Tully remained mute.
Another slap, this one with the other hand; her head snapped sideways, her ear and eye hurt; and another, hard on the temple and the ear again; Tully put up her hands to her face to protect herself and only succeeded in having them rammed into her bleeding nose. Then another, another, another –
‘All right, Mother, all right,’ said Tully inaudibly. ‘I’m a slut.’
‘I didn’t hear you.’
‘SLUT!’ Tully screamed. ‘I am a slut! SLUT! SLUT! SLUT! SLUT!…SLUT!’
Hedda Makker carefully, watchfully, looked at Tully with her lifeless swamp eyes. Her gaze was hard at first, but then it softened; Hedda seemed satisfied.
‘Tully, there’s no need to scream, but all right.’ She looked at Tully’s swollen face and said, ‘Go and clean yourself up. And put on something decent.’
Hedda reached out to touch her daughter’s cheek. But Tully flinched, and Hedda saw it. She drew away and left the room, rubbing her hands together.
Tully stood up and stumbled to the bed. For a few minutes she cried a dry, choking cry, then tried to wipe the blood off her face, shaking in her effort to calm down.
It’s okay, it’s okay, it’s okay, she chanted to herself.

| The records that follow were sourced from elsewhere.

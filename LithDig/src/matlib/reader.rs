//! SPDX-FileCopyrightText: 2025 CyberDeco
//!
//! SPDX-License-Identifier: MIT AND Apache-2.0
//!
//! Material library decoding
//!
//! After the 32-byte header come a name table, a property table, and the
//! per-material assignment lists. Assignments refer back into the first two
//! tables by offsets relative to the end of the header.

use std::path::Path;

use tracing::{debug, warn};

use super::{HEADER_SIZE, MAGIC, Material, MaterialValue, NO_PARENT, PropertyInfo, PropertyType, VERSION};
use crate::error::{Error, Result};
use crate::io::{ByteReader, StringEncoding, read_magic, to_len_i32};

/// Longest parent chain followed before the name table is considered cyclic.
const MAX_NAME_DEPTH: usize = 64;

/// A decoded `.matlib` file.
#[derive(Debug, Clone, Default)]
pub struct MatLibFile {
    /// Header counts with no known meaning (first, third and fourth)
    pub unknown_counts: [i32; 3],
    pub property_table_offset: i32,
    pub assignments_offset: i32,
    pub materials: Vec<Material>,
}

impl MatLibFile {
    /// Read and decode a material library from disk.
    ///
    /// # Errors
    /// Returns an error if the file cannot be read or is malformed.
    pub fn open(path: impl AsRef<Path>) -> Result<Self> {
        let path = path.as_ref();
        let lib = Self::from_bytes(std::fs::read(path)?)?;
        debug!("Loaded {} materials from {}", lib.materials.len(), path.display());
        Ok(lib)
    }

    /// Decode a material library held in memory.
    ///
    /// # Errors
    /// Returns an error on bad magic, unsupported version, truncation, or an
    /// unknown property type.
    pub fn from_bytes(data: Vec<u8>) -> Result<Self> {
        let mut reader = ByteReader::from_bytes(data);
        let magic = read_magic(&mut reader)?;
        if magic != MAGIC {
            return Err(Error::InvalidMagic {
                format: "material library",
                expected: "MTLB",
                found: magic,
            });
        }
        let version = reader.read_i32()?;
        if version != VERSION {
            return Err(Error::UnsupportedVersion {
                format: "material library",
                version: i64::from(version),
            });
        }

        let count1 = reader.read_i32()?;
        let material_count = to_len_i32(reader.read_i32()?)?;
        let count3 = reader.read_i32()?;
        let count4 = reader.read_i32()?;
        let property_table_offset = reader.read_i32()?;
        let assignments_offset = reader.read_i32()?;

        reader.seek(HEADER_SIZE + to_len_i32(assignments_offset)? as u64)?;

        let mut materials = Vec::with_capacity(material_count);
        for _ in 0..material_count {
            materials.push(read_material(&mut reader)?);
        }

        Ok(Self {
            unknown_counts: [count1, count3, count4],
            property_table_offset,
            assignments_offset,
            materials,
        })
    }

    /// Find a material by name (case-insensitive).
    #[must_use]
    pub fn find(&self, name: &str) -> Option<&Material> {
        self.materials.iter().find(|m| m.name.eq_ignore_ascii_case(name))
    }
}

fn read_material(reader: &mut ByteReader) -> Result<Material> {
    let name = read_name(reader)?;
    let shader = read_name(reader)?;
    let _unused = reader.read_u32()?;
    let property_count = to_len_i32(reader.read_i32()?)?;

    let mut material = Material {
        name,
        shader,
        ..Material::default()
    };
    for _ in 0..property_count {
        let info = read_property_info(reader)?;
        let value = match info.kind {
            PropertyType::FileName => MaterialValue::FileName(read_name(reader)?),
            PropertyType::Vector3 => MaterialValue::Vector3(follow(reader, ByteReader::read_vec3)?),
            PropertyType::Color4 => MaterialValue::Color4(follow(reader, ByteReader::read_vec4)?),
            PropertyType::Integer => MaterialValue::Integer(reader.read_i32()?),
            PropertyType::Float => MaterialValue::Float(reader.read_f32()?),
        };
        if material.properties.insert(info.name.clone(), value).is_some() {
            warn!("Material '{}' repeats property '{}'", material.name, info.name);
        }
    }
    Ok(material)
}

/// Read an `i32` offset and decode a value there, restoring the cursor.
fn follow<T>(reader: &mut ByteReader, decode: impl FnOnce(&mut ByteReader) -> Result<T>) -> Result<T> {
    let offset = reader.read_i32()?;
    at_offset(reader, offset, decode)
}

fn at_offset<T>(
    reader: &mut ByteReader,
    offset: i32,
    decode: impl FnOnce(&mut ByteReader) -> Result<T>,
) -> Result<T> {
    let target = u64::try_from(offset).map_err(|_| Error::NegativeLength(i64::from(offset)))?;
    let saved = reader.position();
    reader.seek(HEADER_SIZE + target)?;
    let result = decode(reader);
    reader.seek(saved)?;
    result
}

/// Resolve a hierarchical name: each entry is a 24-bit parent offset and a
/// name segment.
fn read_name(reader: &mut ByteReader) -> Result<String> {
    let offset = reader.read_i32()?;
    name_at(reader, offset, 0)
}

fn name_at(reader: &mut ByteReader, offset: i32, depth: usize) -> Result<String> {
    if depth > MAX_NAME_DEPTH {
        return Err(Error::invalid("material library", "name parent chain too deep"));
    }
    let (parent, segment) = at_offset(reader, offset, |r| {
        let low = u32::from(r.read_u16()?);
        let high = u32::from(r.read_u8()?);
        let name = r.read_cstring(None, StringEncoding::SingleByte)?;
        Ok((low | (high << 16), name))
    })?;
    if parent < NO_PARENT {
        let prefix = name_at(reader, parent as i32, depth + 1)?;
        return Ok(format!("{prefix}\\{segment}"));
    }
    Ok(segment)
}

fn read_property_info(reader: &mut ByteReader) -> Result<PropertyInfo> {
    let offset = reader.read_i32()?;
    at_offset(reader, offset, |r| {
        let kind = PropertyType::from_i16(r.read_i16()?)?;
        let usage = r.read_u16()?;
        let raw = r.read_cstring(None, StringEncoding::SingleByte)?;
        let name = match raw.strip_prefix("k_") {
            Some(stripped) => stripped.to_string(),
            None => raw,
        };
        Ok(PropertyInfo { name, kind, usage })
    })
}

Tully stopped rocking eventually and breathed slower. No one to watch over me but me, she thought. Go on. It’ll be all right. This is the last year. Next year…just think! Hang on, Tully Makker, ignore her and hang on, until next year.
Tully came down the stairs wearing no makeup, a black loose skirt, a beige baggy sweater. All old. All worn a hundred times. She walked quietly past the sofa where her mother and Aunt Lena sat watching TV. Aunt Lena did not look up at Tully. Tully was not surprised. Aunt Lena usually did not look up after hearing the scenes from upstairs.
Tully put on her only coat: brown, gabardine, torn, worn.
Now she had to ask carefully what time to be home.
Aunt Lena looked up. ‘Tully! You look wonderful!’ she said. Tully didn’t answer. When taking into account Aunt Lena’s impression of the visible universe, Tully always reminded herself that her aunt was registered as legally blind. However, Tully very quickly remembered an episode three weeks ago when she was just about to go over to Jen’s for a barbecue and Aunt Lena asked her when she would be back. Tully didn’t answer, Hedda threw a cup of coffee at Tully, with the coffee still warm, and Tully ended up going nowhere, no barbecue, no television, no dinner.
‘Thank you, Aunt Lena,’ she replied. ‘I’m going now, okay, Mom?’
‘What time will you be back?’ asked Hedda.
Here it is, thought Tully. Again, deliberately trying to stump me, trying to make me pay, trying to make me make myself not go. How many times did I get stuck on this question because I couldn’t figure out what time she had in mind? There was no correct response.